■ **Stored data entries**:
=== Section Start ===

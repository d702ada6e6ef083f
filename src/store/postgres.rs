//! PostgreSQL backend for the sensor store.
//!
//! Integer columns are `INTEGER` in the schema, so rows are read into
//! `i32`-typed structs and range-checked into the domain types.

use async_trait::async_trait;
use chrono::{DateTime, Utc};
use sqlx::{types::Json, PgPool};
use uuid::Uuid;

use super::{SensorStore, StoreError, StoreResult};
use crate::models::{
    NewRiskAlert, NewSensorReading, RiskAlert, RiskFactors, RiskLevel, SensorReading,
};

// ---

#[derive(Debug, Clone)]
pub struct PgStore {
    // ---
    pool: PgPool,
}

impl PgStore {
    // ---
    pub fn new(pool: PgPool) -> Self {
        Self { pool }
    }
}

#[derive(Debug, sqlx::FromRow)]
struct ReadingRow {
    // ---
    id: Uuid,
    user_id: Uuid,
    timestamp: DateTime<Utc>,
    pir_motion: bool,
    sound_level: i32,
    temperature: f64,
    humidity: f64,
    gas_level: i32,
    location: String,
    created_at: DateTime<Utc>,
}

#[derive(Debug, sqlx::FromRow)]
struct AlertRow {
    // ---
    id: Uuid,
    user_id: Uuid,
    risk_level: String,
    risk_score: i32,
    factors: Json<RiskFactors>,
    alert_message: String,
    resolved: bool,
    created_at: DateTime<Utc>,
}

fn narrow<T, S>(column: &str, value: S) -> StoreResult<T>
where
    T: TryFrom<S>,
    S: Copy + std::fmt::Display,
{
    T::try_from(value).map_err(|_| StoreError::Decode(format!("{column} out of range: {value}")))
}

impl TryFrom<ReadingRow> for SensorReading {
    type Error = StoreError;

    fn try_from(row: ReadingRow) -> StoreResult<Self> {
        // ---
        Ok(SensorReading {
            id: row.id,
            user_id: row.user_id,
            timestamp: row.timestamp,
            pir_motion: row.pir_motion,
            sound_level: narrow("sound_level", row.sound_level)?,
            temperature: row.temperature,
            humidity: row.humidity,
            gas_level: narrow("gas_level", row.gas_level)?,
            location: row.location,
            created_at: row.created_at,
        })
    }
}

impl TryFrom<AlertRow> for RiskAlert {
    type Error = StoreError;

    fn try_from(row: AlertRow) -> StoreResult<Self> {
        // ---
        Ok(RiskAlert {
            id: row.id,
            user_id: row.user_id,
            risk_level: row
                .risk_level
                .parse::<RiskLevel>()
                .map_err(StoreError::Decode)?,
            risk_score: narrow("risk_score", row.risk_score)?,
            factors: row.factors.0,
            alert_message: row.alert_message,
            resolved: row.resolved,
            created_at: row.created_at,
        })
    }
}

#[async_trait]
impl SensorStore for PgStore {
    async fn insert_reading(&self, reading: &NewSensorReading) -> StoreResult<SensorReading> {
        // ---
        let row: ReadingRow = sqlx::query_as(
            r#"
            INSERT INTO sensor_readings (
                user_id, "timestamp", pir_motion, sound_level,
                temperature, humidity, gas_level, location
            ) VALUES ($1, $2, $3, $4, $5, $6, $7, $8)
            RETURNING *
            "#,
        )
        .bind(reading.user_id)
        .bind(reading.timestamp)
        .bind(reading.pir_motion)
        .bind(i32::from(reading.sound_level))
        .bind(reading.temperature)
        .bind(reading.humidity)
        .bind(i32::from(reading.gas_level))
        .bind(&reading.location)
        .fetch_one(&self.pool)
        .await?;

        row.try_into()
    }

    async fn insert_alert(&self, alert: &NewRiskAlert) -> StoreResult<RiskAlert> {
        // ---
        let risk_score: i32 = narrow("risk_score", alert.risk_score)?;

        let row: AlertRow = sqlx::query_as(
            r#"
            INSERT INTO risk_alerts (
                user_id, risk_level, risk_score, factors, alert_message, resolved
            ) VALUES ($1, $2, $3, $4, $5, $6)
            RETURNING *
            "#,
        )
        .bind(alert.user_id)
        .bind(alert.risk_level.as_str())
        .bind(risk_score)
        .bind(Json(&alert.factors))
        .bind(&alert.alert_message)
        .bind(alert.resolved)
        .fetch_one(&self.pool)
        .await?;

        row.try_into()
    }

    async fn latest_reading(&self, user_id: Uuid) -> StoreResult<Option<SensorReading>> {
        // ---
        let row: Option<ReadingRow> = sqlx::query_as(
            r#"
            SELECT * FROM sensor_readings
            WHERE user_id = $1
            ORDER BY "timestamp" DESC
            LIMIT 1
            "#,
        )
        .bind(user_id)
        .fetch_optional(&self.pool)
        .await?;

        row.map(SensorReading::try_from).transpose()
    }

    async fn recent_alerts(&self, user_id: Uuid, limit: usize) -> StoreResult<Vec<RiskAlert>> {
        // ---
        let limit: i64 = narrow("limit", limit)?;

        let rows: Vec<AlertRow> = sqlx::query_as(
            r#"
            SELECT * FROM risk_alerts
            WHERE user_id = $1
            ORDER BY created_at DESC
            LIMIT $2
            "#,
        )
        .bind(user_id)
        .bind(limit)
        .fetch_all(&self.pool)
        .await?;

        rows.into_iter().map(RiskAlert::try_from).collect()
    }
}

#[cfg(test)]
mod tests {
    // ---
    use super::*;

    fn reading_row(sound_level: i32) -> ReadingRow {
        // ---
        ReadingRow {
            id: Uuid::new_v4(),
            user_id: Uuid::new_v4(),
            timestamp: Utc::now(),
            pir_motion: true,
            sound_level,
            temperature: 24.5,
            humidity: 61.0,
            gas_level: 120,
            location: "Zone-A".to_string(),
            created_at: Utc::now(),
        }
    }

    #[test]
    fn test_reading_row_conversion() {
        // ---
        let reading = SensorReading::try_from(reading_row(812)).unwrap();
        assert_eq!(reading.sound_level, 812);
        assert_eq!(reading.gas_level, 120);
        assert!(reading.pir_motion);
    }

    #[test]
    fn test_negative_sound_level_is_rejected() {
        // ---
        let err = SensorReading::try_from(reading_row(-1)).unwrap_err();
        assert!(matches!(err, StoreError::Decode(_)));
        assert!(err.to_string().contains("sound_level"));
    }

    #[test]
    fn test_alert_row_conversion() {
        // ---
        let row = AlertRow {
            id: Uuid::new_v4(),
            user_id: Uuid::new_v4(),
            risk_level: "HIGH".to_string(),
            risk_score: 60,
            factors: Json(RiskFactors {
                motion: Some(true),
                gas: Some(250),
                ..Default::default()
            }),
            alert_message: "Critical threat detected - immediate attention required".to_string(),
            resolved: false,
            created_at: Utc::now(),
        };

        let alert = RiskAlert::try_from(row).unwrap();
        assert_eq!(alert.risk_level, RiskLevel::High);
        assert_eq!(alert.risk_score, 60);
        assert_eq!(alert.factors.gas, Some(250));
    }

    #[test]
    fn test_unknown_risk_level_is_rejected() {
        // ---
        let row = AlertRow {
            id: Uuid::new_v4(),
            user_id: Uuid::new_v4(),
            risk_level: "SEVERE".to_string(),
            risk_score: 90,
            factors: Json(RiskFactors::default()),
            alert_message: String::new(),
            resolved: false,
            created_at: Utc::now(),
        };

        assert!(matches!(
            RiskAlert::try_from(row),
            Err(StoreError::Decode(_))
        ));
    }
}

=== Section End ===

■ **YOUR ASSIGNMENT**:
Pick every line of the data that includes the string "Some".

■ **RESPONSE**:
                motion: Some(true),
                gas: Some(250),
        assert_eq!(alert.factors.gas, Some(250));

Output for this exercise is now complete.